DESCRIPTION OF THE TASK
A stretch of the entries below is to be set down exactly, running from the line with "filename src/core/strong_types.rs" through the line with "entity_id!(CommentId);", both included, and no other line.
[Opening THE INPUT section]
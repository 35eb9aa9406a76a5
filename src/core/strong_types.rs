// Strong Types - newtype ids so an actor profile can't be confused with a post or a user

use chrono::{DateTime, SecondsFormat, SubsecRound, Utc};
use serde::{Deserialize, Serialize};
use std::fmt;

macro_rules! entity_id {
    ($(#[$meta:meta])* $name:ident) => {
        $(#[$meta])*
        #[derive(
            Debug, Clone, Copy, PartialEq, Eq, Hash, PartialOrd, Ord,
            Serialize, Deserialize, sqlx::Type,
        )]
        #[serde(transparent)]
        #[sqlx(transparent)]
        pub struct $name(pub i64);

        impl $name {
            pub fn value(self) -> i64 {
                self.0
            }
        }

        impl fmt::Display for $name {
            fn fmt(&self, f: &mut fmt::Formatter<'_>) -> fmt::Result {
                write!(f, "{}", self.0)
            }
        }

        impl From<i64> for $name {
            fn from(id: i64) -> Self {
                Self(id)
            }
        }

        impl From<$name> for i64 {
            fn from(id: $name) -> Self {
                id.0
            }
        }
    };
}

entity_id!(
    /// Identity record owned by the external identity provider
    UserId
);
entity_id!(ProfileId);
entity_id!(HashtagId);
entity_id!(PostId);
entity_id!(CommentId);

/// Creation timestamp as persisted: UTC, microsecond precision.
///
/// Stored as fixed-width RFC 3339 text so that `ORDER BY created_at` in SQLite
/// is chronological and exact-match filters compare equal strings.
#[derive(Debug, Clone, Copy, PartialEq, Eq, PartialOrd, Ord, Serialize, Deserialize)]
#[serde(transparent)]
pub struct Timestamp(pub DateTime<Utc>);

impl Timestamp {
    pub fn now() -> Self {
        Self::from_datetime(Utc::now())
    }

    pub fn from_datetime(dt: DateTime<Utc>) -> Self {
        Self(dt.trunc_subsecs(6))
    }

    pub fn parse(raw: &str) -> Option<Self> {
        DateTime::parse_from_rfc3339(raw)
            .ok()
            .map(|dt| Self::from_datetime(dt.with_timezone(&Utc)))
    }

    /// Column representation, e.g. `2024-01-31T09:15:00.000000Z`.
    pub fn to_db_string(self) -> String {
        self.0.to_rfc3339_opts(SecondsFormat::Micros, true)
    }
}

impl fmt::Display for Timestamp {
    fn fmt(&self, f: &mut fmt::Formatter<'_>) -> fmt::Result {
        f.write_str(&self.to_db_string())
    }
}

impl sqlx::Type<sqlx::Sqlite> for Timestamp {
    fn type_info() -> sqlx::sqlite::SqliteTypeInfo {
        <String as sqlx::Type<sqlx::Sqlite>>::type_info()
    }
}

impl<'q> sqlx::Encode<'q, sqlx::Sqlite> for Timestamp {
    fn encode_by_ref(
        &self,
        buf: &mut Vec<sqlx::sqlite::SqliteArgumentValue<'q>>,
    ) -> sqlx::encode::IsNull {
        <String as sqlx::Encode<'q, sqlx::Sqlite>>::encode(self.to_db_string(), buf)
    }
}

impl<'r> sqlx::Decode<'r, sqlx::Sqlite> for Timestamp {
    fn decode(value: sqlx::sqlite::SqliteValueRef<'r>) -> Result<Self, sqlx::error::BoxDynError> {
        let raw = <&str as sqlx::Decode<'r, sqlx::Sqlite>>::decode(value)?;
        Timestamp::parse(raw).ok_or_else(|| format!("invalid timestamp {:?}", raw).into())
    }
}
[Closing THE INPUT section]
EXERCISE OUTPUT
filename src/core/strong_types.rs
// Strong Types - newtype ids so an actor profile can't be confused with a post or a user

use chrono::{DateTime, SecondsFormat, SubsecRound, Utc};
use serde::{Deserialize, Serialize};
use std::fmt;

macro_rules! entity_id {
    ($(#[$meta:meta])* $name:ident) => {
        $(#[$meta])*
        #[derive(
            Debug, Clone, Copy, PartialEq, Eq, Hash, PartialOrd, Ord,
            Serialize, Deserialize, sqlx::Type,
        )]
        #[serde(transparent)]
        #[sqlx(transparent)]
        pub struct $name(pub i64);

        impl $name {
            pub fn value(self) -> i64 {
                self.0
            }
        }

        impl fmt::Display for $name {
            fn fmt(&self, f: &mut fmt::Formatter<'_>) -> fmt::Result {
                write!(f, "{}", self.0)
            }
        }

        impl From<i64> for $name {
            fn from(id: i64) -> Self {
                Self(id)
            }
        }

        impl From<$name> for i64 {
            fn from(id: $name) -> Self {
                id.0
            }
        }
    };
}

entity_id!(
    /// Identity record owned by the external identity provider
    UserId
);
entity_id!(ProfileId);
entity_id!(HashtagId);
entity_id!(PostId);
entity_id!(CommentId);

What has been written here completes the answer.